--- Work order ---
The answer must be every entry, given again word for word.

--- Records for this exercise ---

//! Render composer
//!
//! Turns a route match into a nested element tree (page innermost, root
//! layout outermost, one suspense boundary per level) and evaluates that
//! tree into a host view.

use std::collections::HashSet;
use std::fmt;

use futures::future::LocalBoxFuture;
use tracing::debug;

use crate::context::RouterContext;
use crate::error::RouterError;
use crate::lazy::{LazyCache, LazyComponent, LazyStatus};
use crate::module::{Layout, LoaderId, ModuleRef, Page};
use crate::route::{RouteMatch, RouteTable};

/// Default heading of the built-in not-found view
pub const NOT_FOUND_TITLE: &str = "404";

/// Default message of the built-in not-found view
pub const NOT_FOUND_MESSAGE: &str = "Page not found";

/// Host view type produced by pages and layouts
pub trait View: Sized {
    /// Renders nothing; the fallback of a suspended boundary
    fn empty() -> Self;

    /// The fixed not-found view
    fn not_found() -> Self;
}

impl View for String {
    fn empty() -> Self {
        String::new()
    }

    fn not_found() -> Self {
        format!("{}\n{}", NOT_FOUND_TITLE, NOT_FOUND_MESSAGE)
    }
}

/// Composed render tree
pub enum Element<V> {
    /// Independent suspension boundary; shows [`View::empty`] while pending
    Suspense(Box<Element<V>>),
    Layout {
        address: String,
        component: LazyComponent<Layout<V>>,
        children: Box<Element<V>>,
    },
    Page {
        address: String,
        component: LazyComponent<Page<V>>,
    },
    /// Built-in not-found view
    NotFound,
}

impl<V> Element<V> {
    /// Number of layouts wrapping the innermost page
    pub fn layout_depth(&self) -> usize {
        match self {
            Element::Suspense(child) => child.layout_depth(),
            Element::Layout { children, .. } => 1 + children.layout_depth(),
            Element::Page { .. } | Element::NotFound => 0,
        }
    }

    /// Addresses from the outermost component inwards
    pub fn addresses(&self) -> Vec<&str> {
        let mut out = Vec::new();
        let mut node = self;
        loop {
            match node {
                Element::Suspense(child) => node = child,
                Element::Layout {
                    address, children, ..
                } => {
                    out.push(address.as_str());
                    node = children;
                }
                Element::Page { address, .. } => {
                    out.push(address.as_str());
                    return out;
                }
                Element::NotFound => return out,
            }
        }
    }
}

impl<V> fmt::Debug for Element<V> {
    fn fmt(&self, f: &mut fmt::Formatter<'_>) -> fmt::Result {
        match self {
            Element::Suspense(child) => f.debug_tuple("Suspense").field(child).finish(),
            Element::Layout {
                address, children, ..
            } => f
                .debug_struct("Layout")
                .field("address", address)
                .field("children", children)
                .finish(),
            Element::Page { address, .. } => {
                f.debug_struct("Page").field("address", address).finish()
            }
            Element::NotFound => f.write_str("NotFound"),
        }
    }
}

/// Lazy wrappers shared by every render of one router
pub struct ComponentCache<V> {
    pub pages: LazyCache<Page<V>>,
    pub layouts: LazyCache<Layout<V>>,
}

impl<V: 'static> ComponentCache<V> {
    pub fn new() -> Self {
        Self {
            pages: LazyCache::new(),
            layouts: LazyCache::new(),
        }
    }

    /// Drops wrappers whose loader is no longer reachable from `table` or
    /// the not-found module
    pub fn prune(&self, table: &RouteTable<V>, not_found: Option<&ModuleRef<Page<V>>>) {
        let mut pages: HashSet<LoaderId> = HashSet::new();
        let mut layouts: HashSet<LoaderId> = HashSet::new();

        for route in table.routes() {
            pages.insert(route.page().loader.id());
            layouts.extend(route.layouts().iter().map(|layout| layout.loader.id()));
        }
        if let Some(module) = not_found {
            pages.insert(module.loader.id());
        }

        let before = self.pages.len() + self.layouts.len();
        self.pages.retain(|id| pages.contains(&id));
        self.layouts.retain(|id| layouts.contains(&id));
        debug!(
            dropped = before - self.pages.len() - self.layouts.len(),
            "pruned lazy wrappers"
        );
    }
}

impl<V: 'static> Default for ComponentCache<V> {
    fn default() -> Self {
        Self::new()
    }
}

/// Builds the element tree for a match
///
/// The page sits innermost in its own boundary; the layout chain is walked
/// in reverse so the root layout ends up outermost.
pub fn compose<V: 'static>(route_match: &RouteMatch<V>, cache: &ComponentCache<V>) -> Element<V> {
    let page = route_match.route.page();
    let mut element = Element::Suspense(Box::new(Element::Page {
        address: page.address.clone(),
        component: cache.pages.get_lazy(&page.loader),
    }));

    for layout in route_match.route.layouts().iter().rev() {
        element = Element::Suspense(Box::new(Element::Layout {
            address: layout.address.clone(),
            component: cache.layouts.get_lazy(&layout.loader),
            children: Box::new(element),
        }));
    }

    element
}

/// Element tree for an unmatched path
///
/// A discovered not-found page renders lazily in its own boundary;
/// otherwise the built-in view is used.
pub fn compose_not_found<V: 'static>(
    not_found: Option<(&str, LazyComponent<Page<V>>)>,
) -> Element<V> {
    match not_found {
        Some((address, component)) => Element::Suspense(Box::new(Element::Page {
            address: address.to_string(),
            component,
        })),
        None => Element::NotFound,
    }
}

/// Outcome of one render pass
pub struct Rendered<V> {
    pub view: V,
    /// Context the tree was rendered with
    pub context: RouterContext,
    /// Loads still pending; spawn them and render again once they complete
    pub pending: Vec<LocalBoxFuture<'static, ()>>,
}

impl<V> Rendered<V> {
    pub fn is_complete(&self) -> bool {
        self.pending.is_empty()
    }
}

impl<V: fmt::Debug> fmt::Debug for Rendered<V> {
    fn fmt(&self, f: &mut fmt::Formatter<'_>) -> fmt::Result {
        f.debug_struct("Rendered")
            .field("view", &self.view)
            .field("context", &self.context)
            .field("pending", &self.pending.len())
            .finish()
    }
}

/// Evaluates an element tree
///
/// A module that failed to load aborts the pass with
/// [`RouterError::ModuleLoad`]; recovery is up to the host.
pub fn render_element<V: View + 'static>(
    element: &Element<V>,
    ctx: RouterContext,
) -> Result<Rendered<V>, RouterError> {
    let mut pending = Vec::new();
    let view = evaluate(element, &ctx, &mut pending)?.unwrap_or_else(V::empty);

    Ok(Rendered {
        view,
        context: ctx,
        pending,
    })
}

/// `Ok(None)` means the subtree is suspended
fn evaluate<V: View + 'static>(
    element: &Element<V>,
    ctx: &RouterContext,
    pending: &mut Vec<LocalBoxFuture<'static, ()>>,
) -> Result<Option<V>, RouterError> {
    match element {
        Element::Suspense(child) => {
            Ok(Some(evaluate(child, ctx, pending)?.unwrap_or_else(V::empty)))
        }
        Element::Layout {
            address,
            component,
            children,
        } => match component.status() {
            LazyStatus::Ready(layout) => {
                let inner = evaluate(children, ctx, pending)?.unwrap_or_else(V::empty);
                Ok(Some(layout.render(ctx, inner)))
            }
            // Children are not rendered until their layout is
            LazyStatus::Pending => {
                pending.push(component.wait());
                Ok(None)
            }
            LazyStatus::Failed(source) => Err(RouterError::ModuleLoad {
                address: address.clone(),
                source,
            }),
        },
        Element::Page { address, component } => match component.status() {
            LazyStatus::Ready(page) => Ok(Some(page.render(ctx))),
            LazyStatus::Pending => {
                pending.push(component.wait());
                Ok(None)
            }
            LazyStatus::Failed(source) => Err(RouterError::ModuleLoad {
                address: address.clone(),
                source,
            }),
        },
        Element::NotFound => Ok(Some(V::not_found())),
    }
}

--- Response below ---
//! Render composer
//!
//! Turns a route match into a nested element tree (page innermost, root
//! layout outermost, one suspense boundary per level) and evaluates that
//! tree into a host view.

use std::collections::HashSet;
use std::fmt;

use futures::future::LocalBoxFuture;
use tracing::debug;

use crate::context::RouterContext;
use crate::error::RouterError;
use crate::lazy::{LazyCache, LazyComponent, LazyStatus};
use crate::module::{Layout, LoaderId, ModuleRef, Page};
use crate::route::{RouteMatch, RouteTable};

/// Default heading of the built-in not-found view
pub const NOT_FOUND_TITLE: &str = "404";

/// Default message of the built-in not-found view
pub const NOT_FOUND_MESSAGE: &str = "Page not found";

/// Host view type produced by pages and layouts
pub trait View: Sized {
    /// Renders nothing; the fallback of a suspended boundary
    fn empty() -> Self;

    /// The fixed not-found view
    fn not_found() -> Self;
}

impl View for String {
    fn empty() -> Self {
        String::new()
    }

    fn not_found() -> Self {
        format!("{}\n{}", NOT_FOUND_TITLE, NOT_FOUND_MESSAGE)
    }
}

/// Composed render tree
pub enum Element<V> {
    /// Independent suspension boundary; shows [`View::empty`] while pending
    Suspense(Box<Element<V>>),
    Layout {
        address: String,
        component: LazyComponent<Layout<V>>,
        children: Box<Element<V>>,
    },
    Page {
        address: String,
        component: LazyComponent<Page<V>>,
    },
    /// Built-in not-found view
    NotFound,
}

impl<V> Element<V> {
    /// Number of layouts wrapping the innermost page
    pub fn layout_depth(&self) -> usize {
        match self {
            Element::Suspense(child) => child.layout_depth(),
            Element::Layout { children, .. } => 1 + children.layout_depth(),
            Element::Page { .. } | Element::NotFound => 0,
        }
    }

    /// Addresses from the outermost component inwards
    pub fn addresses(&self) -> Vec<&str> {
        let mut out = Vec::new();
        let mut node = self;
        loop {
            match node {
                Element::Suspense(child) => node = child,
                Element::Layout {
                    address, children, ..
                } => {
                    out.push(address.as_str());
                    node = children;
                }
                Element::Page { address, .. } => {
                    out.push(address.as_str());
                    return out;
                }
                Element::NotFound => return out,
            }
        }
    }
}

impl<V> fmt::Debug for Element<V> {
    fn fmt(&self, f: &mut fmt::Formatter<'_>) -> fmt::Result {
        match self {
            Element::Suspense(child) => f.debug_tuple("Suspense").field(child).finish(),
            Element::Layout {
                address, children, ..
            } => f
                .debug_struct("Layout")
                .field("address", address)
                .field("children", children)
                .finish(),
            Element::Page { address, .. } => {
                f.debug_struct("Page").field("address", address).finish()
            }
            Element::NotFound => f.write_str("NotFound"),
        }
    }
}

/// Lazy wrappers shared by every render of one router
pub struct ComponentCache<V> {
    pub pages: LazyCache<Page<V>>,
    pub layouts: LazyCache<Layout<V>>,
}

impl<V: 'static> ComponentCache<V> {
    pub fn new() -> Self {
        Self {
            pages: LazyCache::new(),
            layouts: LazyCache::new(),
        }
    }

    /// Drops wrappers whose loader is no longer reachable from `table` or
    /// the not-found module
    pub fn prune(&self, table: &RouteTable<V>, not_found: Option<&ModuleRef<Page<V>>>) {
        let mut pages: HashSet<LoaderId> = HashSet::new();
        let mut layouts: HashSet<LoaderId> = HashSet::new();

        for route in table.routes() {
            pages.insert(route.page().loader.id());
            layouts.extend(route.layouts().iter().map(|layout| layout.loader.id()));
        }
        if let Some(module) = not_found {
            pages.insert(module.loader.id());
        }

        let before = self.pages.len() + self.layouts.len();
        self.pages.retain(|id| pages.contains(&id));
        self.layouts.retain(|id| layouts.contains(&id));
        debug!(
            dropped = before - self.pages.len() - self.layouts.len(),
            "pruned lazy wrappers"
        );
    }
}

impl<V: 'static> Default for ComponentCache<V> {
    fn default() -> Self {
        Self::new()
    }
}

/// Builds the element tree for a match
///
/// The page sits innermost in its own boundary; the layout chain is walked
/// in reverse so the root layout ends up outermost.
pub fn compose<V: 'static>(route_match: &RouteMatch<V>, cache: &ComponentCache<V>) -> Element<V> {
    let page = route_match.route.page();
    let mut element = Element::Suspense(Box::new(Element::Page {
        address: page.address.clone(),
        component: cache.pages.get_lazy(&page.loader),
    }));

    for layout in route_match.route.layouts().iter().rev() {
        element = Element::Suspense(Box::new(Element::Layout {
            address: layout.address.clone(),
            component: cache.layouts.get_lazy(&layout.loader),
            children: Box::new(element),
        }));
    }

    element
}

/// Element tree for an unmatched path
///
/// A discovered not-found page renders lazily in its own boundary;
/// otherwise the built-in view is used.
pub fn compose_not_found<V: 'static>(
    not_found: Option<(&str, LazyComponent<Page<V>>)>,
) -> Element<V> {
    match not_found {
        Some((address, component)) => Element::Suspense(Box::new(Element::Page {
            address: address.to_string(),
            component,
        })),
        None => Element::NotFound,
    }
}

/// Outcome of one render pass
pub struct Rendered<V> {
    pub view: V,
    /// Context the tree was rendered with
    pub context: RouterContext,
    /// Loads still pending; spawn them and render again once they complete
    pub pending: Vec<LocalBoxFuture<'static, ()>>,
}

impl<V> Rendered<V> {
    pub fn is_complete(&self) -> bool {
        self.pending.is_empty()
    }
}

impl<V: fmt::Debug> fmt::Debug for Rendered<V> {
    fn fmt(&self, f: &mut fmt::Formatter<'_>) -> fmt::Result {
        f.debug_struct("Rendered")
            .field("view", &self.view)
            .field("context", &self.context)
            .field("pending", &self.pending.len())
            .finish()
    }
}

/// Evaluates an element tree
///
/// A module that failed to load aborts the pass with
/// [`RouterError::ModuleLoad`]; recovery is up to the host.
pub fn render_element<V: View + 'static>(
    element: &Element<V>,
    ctx: RouterContext,
) -> Result<Rendered<V>, RouterError> {
    let mut pending = Vec::new();
    let view = evaluate(element, &ctx, &mut pending)?.unwrap_or_else(V::empty);

    Ok(Rendered {
        view,
        context: ctx,
        pending,
    })
}

/// `Ok(None)` means the subtree is suspended
fn evaluate<V: View + 'static>(
    element: &Element<V>,
    ctx: &RouterContext,
    pending: &mut Vec<LocalBoxFuture<'static, ()>>,
) -> Result<Option<V>, RouterError> {
    match element {
        Element::Suspense(child) => {
            Ok(Some(evaluate(child, ctx, pending)?.unwrap_or_else(V::empty)))
        }
        Element::Layout {
            address,
            component,
            children,
        } => match component.status() {
            LazyStatus::Ready(layout) => {
                let inner = evaluate(children, ctx, pending)?.unwrap_or_else(V::empty);
                Ok(Some(layout.render(ctx, inner)))
            }
            // Children are not rendered until their layout is
            LazyStatus::Pending => {
                pending.push(component.wait());
                Ok(None)
            }
            LazyStatus::Failed(source) => Err(RouterError::ModuleLoad {
                address: address.clone(),
                source,
            }),
        },
        Element::Page { address, component } => match component.status() {
            LazyStatus::Ready(page) => Ok(Some(page.render(ctx))),
            LazyStatus::Pending => {
                pending.push(component.wait());
                Ok(None)
            }
            LazyStatus::Failed(source) => Err(RouterError::ModuleLoad {
                address: address.clone(),
                source,
            }),
        },
        Element::NotFound => Ok(Some(V::not_found())),
    }
}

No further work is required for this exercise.